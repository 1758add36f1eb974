use serde::Serialize;

/// A run of saves whose consecutive gaps all stay below the threshold,
/// before the minimum-size filter is applied.
#[derive(Debug, Clone, Copy, PartialEq, Eq, Serialize)]
pub struct Run {
    pub start: i64,
    pub end: i64,
    /// Sum of in-run gaps, in seconds, saturating at `i64::MAX`
    pub duration: i64,
    pub saves: usize,
}

impl Run {
    pub(crate) fn open(ts: i64) -> Self {
        Self {
            start: ts,
            end: ts,
            duration: 0,
            saves: 1,
        }
    }

    /// Seconds from the last save of this run to `ts`.
    pub(crate) fn gap_to(&self, ts: i64) -> i64 {
        ts.saturating_sub(self.end)
    }

    pub(crate) fn push(self, ts: i64) -> Self {
        Self {
            start: self.start,
            end: ts,
            duration: self.duration.saturating_add(self.gap_to(ts)),
            saves: self.saves + 1,
        }
    }
}

/// A qualifying play session.
#[derive(Debug, Clone, Copy, PartialEq, Eq, Serialize)]
pub struct Session {
    /// 1-based rank among qualifying sessions
    pub ordinal: usize,
    pub start: i64,
    pub end: i64,
    pub duration: i64,
    pub saves: usize,
}

impl Session {
    pub(crate) fn from_run(ordinal: usize, run: Run) -> Self {
        Self {
            ordinal,
            start: run.start,
            end: run.end,
            duration: run.duration,
            saves: run.saves,
        }
    }

    /// Average seconds per save, truncated.
    pub fn save_rate(&self) -> i64 {
        self.duration / self.saves as i64
    }
}

#[derive(Debug, Clone, Copy, Default, PartialEq, Eq, Serialize)]
pub struct SessionSummary {
    /// Every input timestamp, including saves of filtered-out runs
    pub total_saves: usize,
    pub session_count: usize,
    pub total_duration: i64,
    /// Zero when no session qualifies
    pub longest_duration: i64,
}

/// Output of [`crate::segment`].
#[derive(Debug, Clone, PartialEq, Eq, Serialize)]
pub struct SegmentReport {
    pub sessions: Vec<Session>,
    pub summary: SessionSummary,
    /// Runs found before filtering
    pub total_runs: usize,
}

impl SegmentReport {
    /// Runs dropped by the minimum-size filter.
    pub fn filtered_runs(&self) -> usize {
        self.total_runs - self.summary.session_count
    }
}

▸ Problem to work on: Every line above in which the word "usize" occurs needs to be copied.

▸ Task output:
    pub saves: usize,
    pub ordinal: usize,
    pub saves: usize,
    pub(crate) fn from_run(ordinal: usize, run: Run) -> Self {
    pub total_saves: usize,
    pub session_count: usize,
    pub total_runs: usize,
    pub fn filtered_runs(&self) -> usize {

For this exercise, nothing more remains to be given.